At 10:48 PM 2/24/2006, Hal Finney wrote:
>Back to incentives: when not shoring up the foundations of quantum
>mechanics or lending transparency to the murk of Middle Eastern politics,
>Robin dabbles in health care economics, and one of his first papers on
>that subject has a solution for this problem.  "Buy Health, Not Health
>Care," <http://hanson.gmu.edu/buyhealth.html>, talks about getting life
>insurance companies to pay for health care.  Since they have an economic
>incentive to keep you alive, their incentives are aligned with yours.
>And they would develop the expertise to know what works and what doesn't.
>To use the analogy above, they do "go down with the plane", in the sense
>that they pay out a huge amount every time a patient dies.
>Something along these lines might go a long way towards fixing this
>stubborn problem of 20% fatal misdiagnoses.  I'd be curious to know what
>further ideas Robin has on this since his 1994 paper.

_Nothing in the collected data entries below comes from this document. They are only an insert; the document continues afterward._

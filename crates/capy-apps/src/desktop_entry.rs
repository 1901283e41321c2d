//! Desktop entry parsing.

use std::collections::HashMap;
use std::fs;
use std::path::{Path, PathBuf};

/// parsed from .desktop files.
#[derive(Clone, Debug)]
pub struct DesktopApp {
    pub id: String,
    pub name: String,
    pub exec: String,
    pub icon_name: Option<String>,
    pub no_display: bool,
    pub hidden: bool,
    pub only_show_in: Vec<String>,
    pub not_show_in: Vec<String>,
    pub desktop_file_path: PathBuf,
}

impl DesktopApp {
    /// Whether the entry should be offered to the user on the given desktops
    /// (the `XDG_CURRENT_DESKTOP` components).
    pub fn should_show(&self, current_desktops: &[String]) -> bool {
        if self.no_display || self.hidden {
            return false;
        }

        if !self.only_show_in.is_empty()
            && !self
                .only_show_in
                .iter()
                .any(|d| current_desktops.iter().any(|c| c.eq_ignore_ascii_case(d)))
        {
            return false;
        }

        !self
            .not_show_in
            .iter()
            .any(|d| current_desktops.iter().any(|c| c.eq_ignore_ascii_case(d)))
    }
}

/// Desktop names from `XDG_CURRENT_DESKTOP`, e.g. "ubuntu:GNOME".
pub fn current_desktops() -> Vec<String> {
    std::env::var("XDG_CURRENT_DESKTOP")
        .map(|v| split_list(&v, ':'))
        .unwrap_or_default()
}

/// Locale keys to try for localized values, most specific first.
pub fn locale_candidates() -> Vec<String> {
    let raw = ["LC_ALL", "LC_MESSAGES", "LANG"]
        .iter()
        .filter_map(|var| std::env::var(var).ok())
        .find(|v| !v.is_empty())
        .unwrap_or_default();

    // de_DE.UTF-8@euro -> de_DE
    let locale = raw
        .split(['.', '@'])
        .next()
        .unwrap_or_default()
        .to_string();

    if locale.is_empty() || locale == "C" || locale == "POSIX" {
        return Vec::new();
    }

    let mut candidates = vec![locale.clone()];
    if let Some((lang, _)) = locale.split_once('_') {
        candidates.push(lang.to_string());
    }
    candidates
}

/// Parse a .desktop file into a DesktopApp struct.
pub fn parse_desktop_file(path: &Path) -> Option<DesktopApp> {
    let content = fs::read_to_string(path).ok()?;
    let id = path.file_name()?.to_string_lossy().to_string();
    let mut app = parse_desktop_entry(&content, &id, &locale_candidates())?;
    app.desktop_file_path = path.to_path_buf();
    Some(app)
}

/// Parse the `[Desktop Entry]` group of a desktop file.
///
/// Returns `None` for non-application entries or when `Name`/`Exec` is missing.
pub fn parse_desktop_entry(content: &str, id: &str, locales: &[String]) -> Option<DesktopApp> {
    let mut entries = HashMap::new();
    let mut in_desktop_entry = false;

    for line in content.lines() {
        let line = line.trim();
        if line.is_empty() || line.starts_with('#') {
            continue;
        }

        if line.starts_with('[') && line.ends_with(']') {
            in_desktop_entry = line == "[Desktop Entry]";
            continue;
        }

        if in_desktop_entry {
            if let Some((key, value)) = line.split_once('=') {
                // First occurrence wins for duplicated keys
                entries
                    .entry(key.trim().to_string())
                    .or_insert_with(|| value.trim().to_string());
            }
        }
    }

    if entries.get("Type").map(|s| s.as_str()) != Some("Application") {
        return None;
    }

    let name = locales
        .iter()
        .find_map(|locale| entries.get(&format!("Name[{}]", locale)))
        .or_else(|| entries.get("Name"))
        .filter(|name| !name.is_empty())?
        .clone();
    let exec = entries.get("Exec")?.clone();

    Some(DesktopApp {
        id: id.to_string(),
        name,
        exec,
        icon_name: entries.get("Icon").and_then(|icon| first_icon_name(icon)),
        no_display: is_true(entries.get("NoDisplay")),
        hidden: is_true(entries.get("Hidden")),
        only_show_in: entries
            .get("OnlyShowIn")
            .map(|s| split_list(s, ';'))
            .unwrap_or_default(),
        not_show_in: entries
            .get("NotShowIn")
            .map(|s| split_list(s, ';'))
            .unwrap_or_default(),
        desktop_file_path: PathBuf::new(),
    })
}

/// Icon paths are kept as-is, themed icon lists collapse to their first name.
fn first_icon_name(value: &str) -> Option<String> {
    if value.starts_with('/') {
        return Some(value.to_string());
    }

    value
        .split([';', ','])
        .map(str::trim)
        .find(|name| !name.is_empty())
        .map(String::from)
}

fn is_true(value: Option<&String>) -> bool {
    value.map(|s| s == "true").unwrap_or(false)
}

fn split_list(value: &str, separator: char) -> Vec<String> {
    value
        .split(separator)
        .map(str::trim)
        .filter(|s| !s.is_empty())
        .map(String::from)
        .collect()
}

Before you try to fix something, it is a good idea to have some idea 
how it works
and what its function is.   This is especially good advice for social 
institutions.
If you think that education is about learning things, you will find 
the existing
school institutions lacking and suggest fixes that should result in 
more learning.
If education is primarily about finding and molding people to work in boring
bureaucratic  jobs, you will be disappointed to find little interest 
in your suggestions.

I wrote that paper when I had the ordinary person's concept of medicine - that
medicine is like car repair, and everyone is mainly concerned about figuring
out the problem and fixing it.   That simple model however just doesn't hold up
well under closer examination.   Oh, I could argue that medicine *should* be
about fixing our broken health, but that theory just doesn't account very well
for the patterns of behavior we see surrounding medicine.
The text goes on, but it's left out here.